The New York Times too disapproves of “The Wanted” blurring the line between journalism and activism. Of course, these same critics wouldn’t hesitate to give their imprimatur to the show if the suspects were Bush administration officials/torturers, whom the terrorist hunters could hold accountable for reading all our private e-mails and for callously disregarding the legal rights and cultural sensitivities of foreign Muslim fundamentalists who yearn to hack off infidel heads.

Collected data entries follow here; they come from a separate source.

// tests/ingest_pipeline.rs
use anyhow::{anyhow, Result};
use async_trait::async_trait;
use press_watch::ingest::dedup::EmptyLinkPolicy;
use press_watch::ingest::providers::GoogleNewsProvider;
use press_watch::ingest::types::{FeedProvider, RawEntry};
use press_watch::ingest::{self, dates::UNKNOWN_DATE};
use std::sync::Arc;
use std::time::Duration;

const FIXTURE_A: &str = include_str!("fixtures/google_news_a.xml");
const FIXTURE_B: &str = include_str!("fixtures/google_news_b.xml");

fn queries(qs: &[&str]) -> Vec<String> {
    qs.iter().map(|q| q.to_string()).collect()
}

fn fixture_provider() -> Arc<dyn FeedProvider> {
    Arc::new(GoogleNewsProvider::from_fixtures([
        ("qa", FIXTURE_A),
        ("qb", FIXTURE_B),
    ]))
}

#[tokio::test]
async fn fixtures_are_merged_deduped_and_ranked() {
    let out = ingest::run_pipeline(
        fixture_provider(),
        &queries(&["qa", "qb"]),
        50,
        Duration::from_secs(5),
        EmptyLinkPolicy::Distinct,
    )
    .await;

    let ids: Vec<&str> = out
        .iter()
        .map(|e| e.link.trim_start_matches("https://news.google.com/rss/articles/"))
        .collect();
    assert_eq!(ids, vec!["L5?oc=5", "L3?oc=5", "L1?oc=5", "L2?oc=5", "L4?oc=5"]);

    // The first query's copy of L1 wins.
    let l1 = &out[2];
    assert_eq!(l1.query, "qa");
    assert!(l1.title.starts_with("Festival"));
    assert_eq!(l1.source_name, "Le Monde");
    assert_eq!(l1.display_date, "02/01/2023");

    assert_eq!(out[3].display_date, UNKNOWN_DATE);
    assert_eq!(out[3].title, "Harcèlement sexuel : la parole se libère au conservatoire");
    assert_eq!(out[4].display_date, UNKNOWN_DATE);
}

#[tokio::test]
async fn failing_query_does_not_hide_the_others() {
    // "qc" has no fixture: the provider errors for it.
    let out = ingest::run_pipeline(
        fixture_provider(),
        &queries(&["qc", "qa", "qb"]),
        50,
        Duration::from_secs(5),
        EmptyLinkPolicy::Distinct,
    )
    .await;

    assert_eq!(out.len(), 5);
    assert!(out.iter().all(|e| e.query == "qa" || e.query == "qb"));
    let ts: Vec<_> = out.iter().filter_map(|e| e.timestamp).collect();
    assert!(ts.windows(2).all(|w| w[0] >= w[1]));
}

#[tokio::test]
async fn limit_is_applied_per_query() {
    let out = ingest::collect(
        fixture_provider(),
        &queries(&["qa", "qb"]),
        1,
        Duration::from_secs(5),
    )
    .await;
    assert_eq!(out.len(), 2);
    assert_eq!(out[0].query, "qa");
    assert_eq!(out[1].query, "qb");
}

struct StallingProvider;

#[async_trait]
impl FeedProvider for StallingProvider {
    async fn fetch(&self, query: &str, _limit: usize) -> Result<Vec<RawEntry>> {
        if query == "slow" {
            tokio::time::sleep(Duration::from_secs(3600)).await;
        }
        if query == "broken" {
            return Err(anyhow!("connection reset"));
        }
        Ok(vec![RawEntry {
            title: Some(format!("from {query}")),
            link: Some(format!("https://x.test/{query}")),
            ..Default::default()
        }])
    }

    fn name(&self) -> &'static str {
        "Stalling"
    }
}

#[tokio::test(start_paused = true)]
async fn timeouts_and_errors_degrade_to_empty() {
    let out = ingest::collect(
        Arc::new(StallingProvider),
        &queries(&["slow", "ok", "broken", "fine"]),
        10,
        Duration::from_secs(10),
    )
    .await;
    let titles: Vec<_> = out.iter().map(|e| e.title.as_str()).collect();
    assert_eq!(titles, vec!["from ok", "from fine"]);
}

#[tokio::test]
async fn every_query_failing_yields_zero_results() {
    let out = ingest::run_pipeline(
        fixture_provider(),
        &queries(&["nope", "nada"]),
        50,
        Duration::from_secs(5),
        EmptyLinkPolicy::Distinct,
    )
    .await;
    assert!(out.is_empty());
}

The Obama-era journalists who gleefully declared “Objectivity is passé!” suddenly feign blustery moral indignation, though, when a journalist assists a former SEAL and a Green Beret in the pursuit of the Western world’s real enemies.

If this show brings attention to “an overlooked story,” as NBC producer David Corvo calls it, then I’m all for it. If more journalists committed themselves to shining a spotlight on, and actively taking down, such vile monsters as Mullah Krekar instead of targeting Joe the Plumber, dutifully transcribing every lie out of the mouth of Bristol Palin’s slimy ex-boyfriend, or giving us breathless updates on who gets Michael Jackson’s children, then maybe they’d earn a little more respect and trust from the public.

But liberal entertainment critics, who serve no useful function in society, are one thing; what about the people “The Wanted” represents? One unnamed person in the Department of Defense’s special ops community said, “Everyone I’ve talked to said that it was well done, didn’t reveal a lot of our trade secrets – if you will – and left me feeling that somebody’s doing something about a problem we all know exists and, frankly, we can’t do anything about.”

The show’s critics do have legitimate complaints about some of its stylistic glitz, its forced tension (such as a lengthy car chase that fizzles out rather pointlessly), its exposition-heavy dialogue and staged conversations, and its lack of dramatic takedowns. Could “The Wanted” use a little retooling? Certainly. But it already gets its most unique, core elements right: it exposes the bureaucratic apathy of Western governments who coddle some of our most dangerous enemies, and – like “To Catch a Predator” – “The Wanted” raises viewer awareness of the monsters walking free among us.